◆ TASK DETAILS:
Only one stretch of the listing below is wanted. Begin at the line that has "accept loop's stack.", stop after the line that has "let current = self.active.load(Ordering::Relaxed);", and repeat every line in between exactly.

◆ WORKING DATA:
= Beginning of Section =
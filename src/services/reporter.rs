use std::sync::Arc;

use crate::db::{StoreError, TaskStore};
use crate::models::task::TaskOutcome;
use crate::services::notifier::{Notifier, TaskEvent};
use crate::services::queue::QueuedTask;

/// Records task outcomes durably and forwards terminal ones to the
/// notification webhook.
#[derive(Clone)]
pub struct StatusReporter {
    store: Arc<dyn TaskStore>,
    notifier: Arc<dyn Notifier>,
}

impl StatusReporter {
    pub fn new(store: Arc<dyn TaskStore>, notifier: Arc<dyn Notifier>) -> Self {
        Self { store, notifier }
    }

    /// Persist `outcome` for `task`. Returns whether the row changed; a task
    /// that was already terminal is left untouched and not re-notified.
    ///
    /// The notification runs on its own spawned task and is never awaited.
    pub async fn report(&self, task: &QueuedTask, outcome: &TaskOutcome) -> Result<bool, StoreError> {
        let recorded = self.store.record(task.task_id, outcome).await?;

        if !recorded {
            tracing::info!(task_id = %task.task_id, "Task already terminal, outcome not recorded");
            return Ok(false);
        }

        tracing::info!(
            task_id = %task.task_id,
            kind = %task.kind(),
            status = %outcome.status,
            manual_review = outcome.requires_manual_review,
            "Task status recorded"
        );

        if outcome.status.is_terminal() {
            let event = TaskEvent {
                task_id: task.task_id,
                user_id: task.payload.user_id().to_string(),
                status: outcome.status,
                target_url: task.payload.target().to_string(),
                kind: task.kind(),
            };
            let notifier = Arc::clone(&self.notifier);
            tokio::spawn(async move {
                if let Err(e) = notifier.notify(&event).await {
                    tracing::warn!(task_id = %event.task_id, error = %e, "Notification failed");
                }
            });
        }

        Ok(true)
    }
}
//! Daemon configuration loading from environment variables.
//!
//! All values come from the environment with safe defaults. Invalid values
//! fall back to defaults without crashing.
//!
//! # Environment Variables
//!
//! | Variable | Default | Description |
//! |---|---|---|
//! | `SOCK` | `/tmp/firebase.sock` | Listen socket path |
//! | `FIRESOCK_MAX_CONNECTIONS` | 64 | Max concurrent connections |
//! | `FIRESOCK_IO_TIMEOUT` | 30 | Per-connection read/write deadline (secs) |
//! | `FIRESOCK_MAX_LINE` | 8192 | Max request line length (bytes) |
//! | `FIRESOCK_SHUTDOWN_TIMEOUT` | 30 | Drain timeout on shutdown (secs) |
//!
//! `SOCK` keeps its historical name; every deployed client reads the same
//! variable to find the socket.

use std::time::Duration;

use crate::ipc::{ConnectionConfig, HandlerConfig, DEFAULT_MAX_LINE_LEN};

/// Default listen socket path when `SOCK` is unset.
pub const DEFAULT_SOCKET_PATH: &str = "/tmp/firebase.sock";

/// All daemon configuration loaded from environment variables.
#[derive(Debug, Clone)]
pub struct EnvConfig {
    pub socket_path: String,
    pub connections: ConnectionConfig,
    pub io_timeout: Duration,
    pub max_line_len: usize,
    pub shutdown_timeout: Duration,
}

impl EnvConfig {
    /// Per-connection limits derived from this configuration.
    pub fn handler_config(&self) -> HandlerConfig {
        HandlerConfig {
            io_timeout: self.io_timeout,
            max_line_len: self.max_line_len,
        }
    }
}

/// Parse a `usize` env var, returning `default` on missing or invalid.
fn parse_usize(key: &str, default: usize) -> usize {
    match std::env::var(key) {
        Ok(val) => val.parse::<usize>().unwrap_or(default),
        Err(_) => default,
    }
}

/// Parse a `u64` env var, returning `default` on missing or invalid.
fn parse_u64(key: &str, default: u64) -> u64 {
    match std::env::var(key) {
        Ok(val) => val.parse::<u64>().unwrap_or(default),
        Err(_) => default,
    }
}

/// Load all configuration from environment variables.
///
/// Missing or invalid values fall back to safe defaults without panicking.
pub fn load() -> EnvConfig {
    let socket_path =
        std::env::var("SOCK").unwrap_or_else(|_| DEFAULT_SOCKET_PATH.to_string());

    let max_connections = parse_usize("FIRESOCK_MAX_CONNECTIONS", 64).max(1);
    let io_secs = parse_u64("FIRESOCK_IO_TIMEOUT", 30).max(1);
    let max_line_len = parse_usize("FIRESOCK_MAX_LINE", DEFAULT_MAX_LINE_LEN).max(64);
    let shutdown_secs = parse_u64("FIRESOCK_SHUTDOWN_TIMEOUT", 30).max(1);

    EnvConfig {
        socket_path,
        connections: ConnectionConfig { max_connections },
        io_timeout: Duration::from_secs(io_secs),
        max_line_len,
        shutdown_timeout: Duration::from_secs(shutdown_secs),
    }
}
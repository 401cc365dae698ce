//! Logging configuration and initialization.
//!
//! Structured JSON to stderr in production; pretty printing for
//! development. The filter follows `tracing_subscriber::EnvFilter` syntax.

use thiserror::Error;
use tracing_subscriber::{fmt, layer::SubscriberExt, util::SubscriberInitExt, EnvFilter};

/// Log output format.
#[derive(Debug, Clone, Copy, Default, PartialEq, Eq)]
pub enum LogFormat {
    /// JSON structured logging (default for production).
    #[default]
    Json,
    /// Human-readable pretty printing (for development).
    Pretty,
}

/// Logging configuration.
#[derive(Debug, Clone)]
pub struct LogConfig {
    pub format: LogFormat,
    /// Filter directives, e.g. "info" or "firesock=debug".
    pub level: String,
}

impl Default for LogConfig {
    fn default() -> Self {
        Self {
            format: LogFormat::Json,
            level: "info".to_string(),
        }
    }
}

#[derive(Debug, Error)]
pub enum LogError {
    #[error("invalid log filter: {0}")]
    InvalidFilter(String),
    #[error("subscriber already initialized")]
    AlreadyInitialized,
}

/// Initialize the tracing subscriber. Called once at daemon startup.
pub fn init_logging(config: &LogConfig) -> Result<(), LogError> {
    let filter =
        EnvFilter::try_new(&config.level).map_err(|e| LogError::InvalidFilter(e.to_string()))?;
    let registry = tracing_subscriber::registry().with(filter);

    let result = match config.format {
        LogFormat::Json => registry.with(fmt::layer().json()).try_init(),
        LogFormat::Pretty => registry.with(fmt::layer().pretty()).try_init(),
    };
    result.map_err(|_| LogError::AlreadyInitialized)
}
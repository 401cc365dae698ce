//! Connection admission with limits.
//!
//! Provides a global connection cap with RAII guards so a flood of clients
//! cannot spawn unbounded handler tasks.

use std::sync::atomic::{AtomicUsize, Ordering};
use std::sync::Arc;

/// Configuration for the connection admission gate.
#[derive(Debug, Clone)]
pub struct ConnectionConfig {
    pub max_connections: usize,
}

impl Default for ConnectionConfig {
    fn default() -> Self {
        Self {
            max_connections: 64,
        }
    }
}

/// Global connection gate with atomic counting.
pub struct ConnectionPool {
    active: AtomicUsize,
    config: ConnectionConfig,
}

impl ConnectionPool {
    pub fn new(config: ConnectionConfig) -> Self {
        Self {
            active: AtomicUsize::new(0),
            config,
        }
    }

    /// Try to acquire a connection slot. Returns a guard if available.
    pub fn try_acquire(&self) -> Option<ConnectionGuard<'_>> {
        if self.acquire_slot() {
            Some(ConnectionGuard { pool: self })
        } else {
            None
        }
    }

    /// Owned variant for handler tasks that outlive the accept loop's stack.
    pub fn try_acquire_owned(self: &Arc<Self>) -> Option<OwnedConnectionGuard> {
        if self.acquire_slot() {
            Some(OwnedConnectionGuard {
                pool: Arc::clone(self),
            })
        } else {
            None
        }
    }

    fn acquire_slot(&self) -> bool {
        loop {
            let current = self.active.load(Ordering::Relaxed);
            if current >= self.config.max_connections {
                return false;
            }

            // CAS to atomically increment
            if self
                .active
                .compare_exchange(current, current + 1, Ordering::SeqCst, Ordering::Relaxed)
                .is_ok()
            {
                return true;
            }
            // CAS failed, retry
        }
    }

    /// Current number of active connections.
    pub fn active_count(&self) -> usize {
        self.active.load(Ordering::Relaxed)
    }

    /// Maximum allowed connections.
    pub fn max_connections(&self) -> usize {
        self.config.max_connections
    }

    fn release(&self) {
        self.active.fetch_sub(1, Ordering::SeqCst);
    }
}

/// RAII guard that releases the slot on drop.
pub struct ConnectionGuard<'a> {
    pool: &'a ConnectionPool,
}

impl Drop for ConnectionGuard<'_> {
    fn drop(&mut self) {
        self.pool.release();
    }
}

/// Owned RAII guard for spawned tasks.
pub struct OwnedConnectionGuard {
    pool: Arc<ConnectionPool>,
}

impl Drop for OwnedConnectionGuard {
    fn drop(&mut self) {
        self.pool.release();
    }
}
= End of Section =
◆ RESPONSE TO THIS EXERCISE:
    /// Owned variant for handler tasks that outlive the accept loop's stack.
    pub fn try_acquire_owned(self: &Arc<Self>) -> Option<OwnedConnectionGuard> {
        if self.acquire_slot() {
            Some(OwnedConnectionGuard {
                pool: Arc::clone(self),
            })
        } else {
            None
        }
    }

    fn acquire_slot(&self) -> bool {
        loop {
            let current = self.active.load(Ordering::Relaxed);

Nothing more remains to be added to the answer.